(Collected data entries)
= Beginning of Section =

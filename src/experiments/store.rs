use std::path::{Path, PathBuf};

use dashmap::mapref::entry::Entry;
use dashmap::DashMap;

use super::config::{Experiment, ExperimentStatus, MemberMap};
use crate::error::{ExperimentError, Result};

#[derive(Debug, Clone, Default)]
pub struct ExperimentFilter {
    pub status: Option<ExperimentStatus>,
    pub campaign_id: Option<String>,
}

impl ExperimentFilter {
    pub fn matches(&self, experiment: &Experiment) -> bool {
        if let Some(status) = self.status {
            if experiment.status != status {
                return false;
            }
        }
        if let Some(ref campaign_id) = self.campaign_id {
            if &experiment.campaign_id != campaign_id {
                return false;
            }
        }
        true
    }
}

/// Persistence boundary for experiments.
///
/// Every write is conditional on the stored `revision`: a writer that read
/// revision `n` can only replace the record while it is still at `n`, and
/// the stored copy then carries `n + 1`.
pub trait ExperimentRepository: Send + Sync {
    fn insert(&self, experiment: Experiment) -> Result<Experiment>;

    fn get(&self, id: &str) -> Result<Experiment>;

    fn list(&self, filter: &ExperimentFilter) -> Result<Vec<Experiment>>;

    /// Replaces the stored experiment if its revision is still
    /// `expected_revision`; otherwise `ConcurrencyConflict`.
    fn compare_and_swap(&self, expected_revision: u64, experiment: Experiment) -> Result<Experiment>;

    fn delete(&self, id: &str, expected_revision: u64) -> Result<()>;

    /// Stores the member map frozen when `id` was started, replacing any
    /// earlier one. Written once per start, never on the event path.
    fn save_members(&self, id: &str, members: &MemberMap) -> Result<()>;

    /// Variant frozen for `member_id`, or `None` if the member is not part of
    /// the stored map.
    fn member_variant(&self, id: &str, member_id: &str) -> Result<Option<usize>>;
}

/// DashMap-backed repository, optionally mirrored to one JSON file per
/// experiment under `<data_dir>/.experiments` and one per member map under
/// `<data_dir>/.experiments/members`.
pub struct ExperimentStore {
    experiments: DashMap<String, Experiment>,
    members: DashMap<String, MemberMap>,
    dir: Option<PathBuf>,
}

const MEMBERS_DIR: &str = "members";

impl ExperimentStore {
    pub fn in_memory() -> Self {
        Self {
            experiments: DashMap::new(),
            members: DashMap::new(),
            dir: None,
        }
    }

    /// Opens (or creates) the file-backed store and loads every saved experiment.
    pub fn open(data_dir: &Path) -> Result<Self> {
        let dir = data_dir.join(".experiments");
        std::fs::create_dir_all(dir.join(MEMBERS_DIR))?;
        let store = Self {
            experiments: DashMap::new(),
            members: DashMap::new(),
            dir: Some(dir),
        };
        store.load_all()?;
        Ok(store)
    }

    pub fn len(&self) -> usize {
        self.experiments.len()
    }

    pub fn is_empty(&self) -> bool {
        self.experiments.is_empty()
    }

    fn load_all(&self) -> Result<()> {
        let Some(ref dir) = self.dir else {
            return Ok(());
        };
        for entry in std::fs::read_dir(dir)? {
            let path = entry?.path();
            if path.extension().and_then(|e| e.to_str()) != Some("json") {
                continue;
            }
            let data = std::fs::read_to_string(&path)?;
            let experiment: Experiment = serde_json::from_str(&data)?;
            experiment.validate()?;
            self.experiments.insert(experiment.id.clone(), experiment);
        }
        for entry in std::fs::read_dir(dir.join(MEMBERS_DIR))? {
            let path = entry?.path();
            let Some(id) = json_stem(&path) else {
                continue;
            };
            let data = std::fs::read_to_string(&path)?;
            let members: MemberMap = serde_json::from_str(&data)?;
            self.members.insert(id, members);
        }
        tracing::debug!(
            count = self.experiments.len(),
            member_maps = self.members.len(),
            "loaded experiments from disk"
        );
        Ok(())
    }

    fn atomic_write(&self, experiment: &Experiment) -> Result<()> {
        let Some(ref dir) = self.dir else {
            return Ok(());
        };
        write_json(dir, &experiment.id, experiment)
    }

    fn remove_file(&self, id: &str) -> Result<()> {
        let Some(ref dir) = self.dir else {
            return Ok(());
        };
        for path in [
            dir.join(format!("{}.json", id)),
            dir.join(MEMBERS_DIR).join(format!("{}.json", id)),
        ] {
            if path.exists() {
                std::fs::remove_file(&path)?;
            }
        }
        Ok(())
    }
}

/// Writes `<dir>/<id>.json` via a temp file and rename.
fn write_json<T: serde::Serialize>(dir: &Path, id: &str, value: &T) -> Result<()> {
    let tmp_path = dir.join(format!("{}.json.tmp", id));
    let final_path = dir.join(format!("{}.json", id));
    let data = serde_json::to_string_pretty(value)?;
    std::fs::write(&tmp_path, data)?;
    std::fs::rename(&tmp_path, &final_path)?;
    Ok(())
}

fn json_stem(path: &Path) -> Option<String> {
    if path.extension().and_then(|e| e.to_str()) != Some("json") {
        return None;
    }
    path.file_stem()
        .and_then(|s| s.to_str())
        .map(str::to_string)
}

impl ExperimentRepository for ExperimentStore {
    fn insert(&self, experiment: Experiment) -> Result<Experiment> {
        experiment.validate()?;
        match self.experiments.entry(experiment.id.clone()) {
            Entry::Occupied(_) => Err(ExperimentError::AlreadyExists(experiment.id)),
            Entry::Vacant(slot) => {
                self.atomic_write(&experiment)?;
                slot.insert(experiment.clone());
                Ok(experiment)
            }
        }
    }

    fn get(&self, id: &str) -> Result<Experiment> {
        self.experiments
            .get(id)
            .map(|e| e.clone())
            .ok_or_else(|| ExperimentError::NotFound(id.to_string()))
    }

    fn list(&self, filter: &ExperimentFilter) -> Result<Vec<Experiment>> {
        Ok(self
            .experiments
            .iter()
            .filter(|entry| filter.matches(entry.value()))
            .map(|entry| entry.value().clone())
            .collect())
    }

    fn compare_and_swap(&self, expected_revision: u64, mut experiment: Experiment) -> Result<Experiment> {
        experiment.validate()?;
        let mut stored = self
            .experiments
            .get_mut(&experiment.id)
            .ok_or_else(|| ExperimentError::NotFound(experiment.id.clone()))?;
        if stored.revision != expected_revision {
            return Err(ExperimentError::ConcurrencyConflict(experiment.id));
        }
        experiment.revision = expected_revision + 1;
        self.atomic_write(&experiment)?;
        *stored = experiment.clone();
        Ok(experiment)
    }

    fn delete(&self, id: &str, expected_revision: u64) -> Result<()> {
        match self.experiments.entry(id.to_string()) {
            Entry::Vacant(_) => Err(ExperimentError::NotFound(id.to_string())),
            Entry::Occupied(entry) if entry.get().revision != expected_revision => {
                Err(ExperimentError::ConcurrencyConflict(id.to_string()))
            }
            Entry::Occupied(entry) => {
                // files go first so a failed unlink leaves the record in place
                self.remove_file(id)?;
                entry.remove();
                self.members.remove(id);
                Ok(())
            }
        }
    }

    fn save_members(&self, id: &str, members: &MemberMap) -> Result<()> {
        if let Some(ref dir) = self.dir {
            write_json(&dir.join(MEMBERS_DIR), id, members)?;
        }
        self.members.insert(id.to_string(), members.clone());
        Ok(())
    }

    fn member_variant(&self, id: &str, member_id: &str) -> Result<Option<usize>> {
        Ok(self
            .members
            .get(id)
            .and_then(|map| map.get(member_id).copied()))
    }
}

= End of Section =

## What is expected
Taking the records from the top, repeat each line exactly until you have repeated the line that contains "pub struct ExperimentFilter".

## Reply
filename src/experiments/store.rs
use std::path::{Path, PathBuf};

use dashmap::mapref::entry::Entry;
use dashmap::DashMap;

use super::config::{Experiment, ExperimentStatus, MemberMap};
use crate::error::{ExperimentError, Result};

#[derive(Debug, Clone, Default)]
pub struct ExperimentFilter {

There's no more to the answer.